■ TASK INSTRUCTIONS ■
Reproduce exactly, from the data that follows, the line with "filename src/core/easing.rs", the line with "pub struct Frame", and every line that lies between them.

>>

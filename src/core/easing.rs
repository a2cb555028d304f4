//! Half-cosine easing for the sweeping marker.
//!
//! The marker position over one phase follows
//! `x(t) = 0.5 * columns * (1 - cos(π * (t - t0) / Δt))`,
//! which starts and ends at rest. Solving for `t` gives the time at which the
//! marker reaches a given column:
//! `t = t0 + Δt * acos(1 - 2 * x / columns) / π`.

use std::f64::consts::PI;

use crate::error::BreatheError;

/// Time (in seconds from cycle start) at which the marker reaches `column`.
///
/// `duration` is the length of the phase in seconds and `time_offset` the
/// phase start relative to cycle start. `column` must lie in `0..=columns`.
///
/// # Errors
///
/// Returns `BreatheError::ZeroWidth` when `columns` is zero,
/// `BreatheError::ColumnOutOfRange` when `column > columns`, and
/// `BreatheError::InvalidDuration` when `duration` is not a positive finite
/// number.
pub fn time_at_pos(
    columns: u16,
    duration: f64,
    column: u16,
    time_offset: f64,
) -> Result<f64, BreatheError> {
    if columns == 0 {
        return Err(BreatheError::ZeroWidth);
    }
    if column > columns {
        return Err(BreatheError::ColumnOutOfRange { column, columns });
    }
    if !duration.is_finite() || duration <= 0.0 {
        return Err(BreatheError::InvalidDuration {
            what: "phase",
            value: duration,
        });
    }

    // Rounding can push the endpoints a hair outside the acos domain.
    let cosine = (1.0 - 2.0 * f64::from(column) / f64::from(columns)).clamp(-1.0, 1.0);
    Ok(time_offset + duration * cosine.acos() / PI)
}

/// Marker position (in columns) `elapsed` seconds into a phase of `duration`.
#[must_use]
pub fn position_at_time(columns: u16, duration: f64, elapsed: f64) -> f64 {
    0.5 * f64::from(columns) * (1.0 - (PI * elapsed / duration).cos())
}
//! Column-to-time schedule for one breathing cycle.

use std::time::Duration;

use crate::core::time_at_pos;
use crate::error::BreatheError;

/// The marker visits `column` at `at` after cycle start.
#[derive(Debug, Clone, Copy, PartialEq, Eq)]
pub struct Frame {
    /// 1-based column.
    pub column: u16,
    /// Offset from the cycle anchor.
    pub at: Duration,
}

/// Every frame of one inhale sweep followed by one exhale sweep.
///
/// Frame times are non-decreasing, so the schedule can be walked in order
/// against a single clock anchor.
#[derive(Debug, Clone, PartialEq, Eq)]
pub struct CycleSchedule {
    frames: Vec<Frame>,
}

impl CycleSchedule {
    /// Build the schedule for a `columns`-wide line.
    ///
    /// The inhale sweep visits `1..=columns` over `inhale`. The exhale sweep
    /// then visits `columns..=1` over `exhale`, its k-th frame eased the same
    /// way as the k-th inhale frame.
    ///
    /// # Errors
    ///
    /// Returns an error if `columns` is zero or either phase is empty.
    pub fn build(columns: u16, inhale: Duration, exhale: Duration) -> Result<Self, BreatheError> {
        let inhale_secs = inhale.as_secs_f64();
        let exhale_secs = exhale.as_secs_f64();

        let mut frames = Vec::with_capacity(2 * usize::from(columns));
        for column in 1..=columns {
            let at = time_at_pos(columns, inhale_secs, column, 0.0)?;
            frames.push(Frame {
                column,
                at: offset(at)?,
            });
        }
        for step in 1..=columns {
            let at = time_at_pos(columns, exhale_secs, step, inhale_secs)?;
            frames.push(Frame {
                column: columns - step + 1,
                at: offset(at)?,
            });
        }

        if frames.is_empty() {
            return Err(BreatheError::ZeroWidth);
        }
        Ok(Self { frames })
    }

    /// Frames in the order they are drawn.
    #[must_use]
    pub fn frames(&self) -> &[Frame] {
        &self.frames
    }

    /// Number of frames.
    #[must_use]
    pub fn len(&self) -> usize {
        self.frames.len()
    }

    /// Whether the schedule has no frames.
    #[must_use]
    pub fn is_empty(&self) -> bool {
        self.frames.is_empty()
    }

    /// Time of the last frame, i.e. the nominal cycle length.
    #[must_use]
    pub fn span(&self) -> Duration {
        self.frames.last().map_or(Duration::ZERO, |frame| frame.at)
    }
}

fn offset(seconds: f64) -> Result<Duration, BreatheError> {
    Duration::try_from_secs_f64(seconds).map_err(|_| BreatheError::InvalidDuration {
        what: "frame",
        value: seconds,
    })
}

<<
>>

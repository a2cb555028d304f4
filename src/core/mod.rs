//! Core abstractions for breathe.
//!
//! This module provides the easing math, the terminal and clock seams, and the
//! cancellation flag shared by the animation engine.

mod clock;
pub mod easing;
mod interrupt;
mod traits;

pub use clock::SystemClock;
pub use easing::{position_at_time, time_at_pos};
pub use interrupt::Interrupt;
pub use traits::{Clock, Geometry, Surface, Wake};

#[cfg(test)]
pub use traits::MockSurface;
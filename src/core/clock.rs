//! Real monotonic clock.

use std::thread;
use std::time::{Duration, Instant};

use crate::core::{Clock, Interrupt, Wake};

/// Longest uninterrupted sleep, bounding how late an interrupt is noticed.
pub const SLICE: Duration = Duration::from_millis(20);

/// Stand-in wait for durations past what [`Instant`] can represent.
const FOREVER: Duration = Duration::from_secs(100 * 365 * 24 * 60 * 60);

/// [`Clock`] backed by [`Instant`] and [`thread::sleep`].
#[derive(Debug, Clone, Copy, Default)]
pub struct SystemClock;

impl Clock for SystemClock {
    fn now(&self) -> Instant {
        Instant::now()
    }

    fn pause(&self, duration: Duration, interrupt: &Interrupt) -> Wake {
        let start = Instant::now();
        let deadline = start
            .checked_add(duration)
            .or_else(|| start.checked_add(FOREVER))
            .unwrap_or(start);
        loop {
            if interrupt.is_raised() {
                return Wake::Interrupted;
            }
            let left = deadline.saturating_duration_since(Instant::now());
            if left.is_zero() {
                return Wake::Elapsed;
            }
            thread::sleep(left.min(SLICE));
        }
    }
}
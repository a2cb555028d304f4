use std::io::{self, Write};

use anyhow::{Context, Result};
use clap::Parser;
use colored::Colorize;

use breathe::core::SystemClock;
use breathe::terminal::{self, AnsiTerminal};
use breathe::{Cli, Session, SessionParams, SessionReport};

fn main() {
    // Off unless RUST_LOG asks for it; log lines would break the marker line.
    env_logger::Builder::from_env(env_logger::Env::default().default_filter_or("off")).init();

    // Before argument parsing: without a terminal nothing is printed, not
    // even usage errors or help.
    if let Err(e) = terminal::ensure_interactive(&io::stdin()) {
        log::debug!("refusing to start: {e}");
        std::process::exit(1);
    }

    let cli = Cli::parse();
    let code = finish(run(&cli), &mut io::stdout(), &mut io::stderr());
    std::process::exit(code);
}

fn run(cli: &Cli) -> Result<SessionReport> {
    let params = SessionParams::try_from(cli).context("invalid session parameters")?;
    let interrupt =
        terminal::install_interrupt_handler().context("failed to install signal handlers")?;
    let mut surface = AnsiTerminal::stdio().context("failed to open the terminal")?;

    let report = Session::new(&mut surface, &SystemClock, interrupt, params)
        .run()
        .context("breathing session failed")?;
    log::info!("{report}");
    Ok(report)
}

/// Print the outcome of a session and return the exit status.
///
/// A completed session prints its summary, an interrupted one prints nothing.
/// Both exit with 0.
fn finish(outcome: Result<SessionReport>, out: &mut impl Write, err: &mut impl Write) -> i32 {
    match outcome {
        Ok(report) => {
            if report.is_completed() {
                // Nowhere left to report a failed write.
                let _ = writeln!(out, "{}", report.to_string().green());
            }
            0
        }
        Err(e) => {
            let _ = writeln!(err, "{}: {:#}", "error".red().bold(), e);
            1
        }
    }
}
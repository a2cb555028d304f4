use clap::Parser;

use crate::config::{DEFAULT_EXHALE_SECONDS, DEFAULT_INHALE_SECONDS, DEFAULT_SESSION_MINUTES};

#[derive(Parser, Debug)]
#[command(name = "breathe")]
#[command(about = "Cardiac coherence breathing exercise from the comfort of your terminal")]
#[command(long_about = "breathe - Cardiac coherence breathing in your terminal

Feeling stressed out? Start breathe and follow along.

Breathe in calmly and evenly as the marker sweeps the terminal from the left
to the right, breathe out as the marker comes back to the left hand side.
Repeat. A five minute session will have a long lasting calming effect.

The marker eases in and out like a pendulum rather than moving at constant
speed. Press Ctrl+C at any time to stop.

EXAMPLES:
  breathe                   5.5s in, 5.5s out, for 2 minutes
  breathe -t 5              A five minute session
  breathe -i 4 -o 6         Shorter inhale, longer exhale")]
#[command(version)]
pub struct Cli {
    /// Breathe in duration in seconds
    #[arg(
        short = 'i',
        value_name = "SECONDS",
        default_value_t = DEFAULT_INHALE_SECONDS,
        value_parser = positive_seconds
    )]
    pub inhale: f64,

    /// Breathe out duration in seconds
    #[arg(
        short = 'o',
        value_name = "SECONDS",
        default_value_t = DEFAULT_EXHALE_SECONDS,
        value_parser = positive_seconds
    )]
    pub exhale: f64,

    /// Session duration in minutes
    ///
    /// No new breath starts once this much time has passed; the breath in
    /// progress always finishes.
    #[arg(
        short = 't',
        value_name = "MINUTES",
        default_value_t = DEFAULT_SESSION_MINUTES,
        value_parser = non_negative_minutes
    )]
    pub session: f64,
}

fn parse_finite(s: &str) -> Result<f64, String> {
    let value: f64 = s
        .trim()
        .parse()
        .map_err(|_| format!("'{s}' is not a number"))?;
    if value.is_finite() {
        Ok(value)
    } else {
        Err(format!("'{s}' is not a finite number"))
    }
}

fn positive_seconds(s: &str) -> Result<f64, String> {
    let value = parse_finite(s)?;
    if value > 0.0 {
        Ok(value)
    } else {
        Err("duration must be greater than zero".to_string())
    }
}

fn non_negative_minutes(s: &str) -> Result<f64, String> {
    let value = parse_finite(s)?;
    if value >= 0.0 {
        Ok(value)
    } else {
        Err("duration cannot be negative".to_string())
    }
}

<<
>>

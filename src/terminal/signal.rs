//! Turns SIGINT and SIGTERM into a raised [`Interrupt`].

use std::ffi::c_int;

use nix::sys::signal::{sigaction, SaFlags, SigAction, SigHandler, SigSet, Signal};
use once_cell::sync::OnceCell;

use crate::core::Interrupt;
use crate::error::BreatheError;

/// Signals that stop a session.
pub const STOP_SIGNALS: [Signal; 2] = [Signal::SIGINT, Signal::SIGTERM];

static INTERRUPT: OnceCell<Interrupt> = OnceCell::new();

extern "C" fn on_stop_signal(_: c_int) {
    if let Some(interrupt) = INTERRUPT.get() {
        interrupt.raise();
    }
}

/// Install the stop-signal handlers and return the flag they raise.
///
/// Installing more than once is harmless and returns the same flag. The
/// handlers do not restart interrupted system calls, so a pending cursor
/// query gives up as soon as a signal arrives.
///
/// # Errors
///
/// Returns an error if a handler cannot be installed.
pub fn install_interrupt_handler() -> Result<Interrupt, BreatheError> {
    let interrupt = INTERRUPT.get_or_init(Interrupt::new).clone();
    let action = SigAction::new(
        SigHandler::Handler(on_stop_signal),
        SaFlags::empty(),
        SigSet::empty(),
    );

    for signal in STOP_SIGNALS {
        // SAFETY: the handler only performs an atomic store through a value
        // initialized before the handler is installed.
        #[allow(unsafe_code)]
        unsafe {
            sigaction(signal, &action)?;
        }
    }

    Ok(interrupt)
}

<<

■ ANSWER AREA ■
filename src/core/easing.rs
repository a2cb555028d304f4
//! Half-cosine easing for the sweeping marker.
//!
//! The marker position over one phase follows
//! `x(t) = 0.5 * columns * (1 - cos(π * (t - t0) / Δt))`,
//! which starts and ends at rest. Solving for `t` gives the time at which the
//! marker reaches a given column:
//! `t = t0 + Δt * acos(1 - 2 * x / columns) / π`.

use std::f64::consts::PI;

use crate::error::BreatheError;

/// Time (in seconds from cycle start) at which the marker reaches `column`.
///
/// `duration` is the length of the phase in seconds and `time_offset` the
/// phase start relative to cycle start. `column` must lie in `0..=columns`.
///
/// # Errors
///
/// Returns `BreatheError::ZeroWidth` when `columns` is zero,
/// `BreatheError::ColumnOutOfRange` when `column > columns`, and
/// `BreatheError::InvalidDuration` when `duration` is not a positive finite
/// number.
pub fn time_at_pos(
    columns: u16,
    duration: f64,
    column: u16,
    time_offset: f64,
) -> Result<f64, BreatheError> {
    if columns == 0 {
        return Err(BreatheError::ZeroWidth);
    }
    if column > columns {
        return Err(BreatheError::ColumnOutOfRange { column, columns });
    }
    if !duration.is_finite() || duration <= 0.0 {
        return Err(BreatheError::InvalidDuration {
            what: "phase",
            value: duration,
        });
    }

    // Rounding can push the endpoints a hair outside the acos domain.
    let cosine = (1.0 - 2.0 * f64::from(column) / f64::from(columns)).clamp(-1.0, 1.0);
    Ok(time_offset + duration * cosine.acos() / PI)
}

/// Marker position (in columns) `elapsed` seconds into a phase of `duration`.
#[must_use]
pub fn position_at_time(columns: u16, duration: f64, elapsed: f64) -> f64 {
    0.5 * f64::from(columns) * (1.0 - (PI * elapsed / duration).cos())
}
//! Column-to-time schedule for one breathing cycle.

use std::time::Duration;

use crate::core::time_at_pos;
use crate::error::BreatheError;

/// The marker visits `column` at `at` after cycle start.
#[derive(Debug, Clone, Copy, PartialEq, Eq)]
pub struct Frame {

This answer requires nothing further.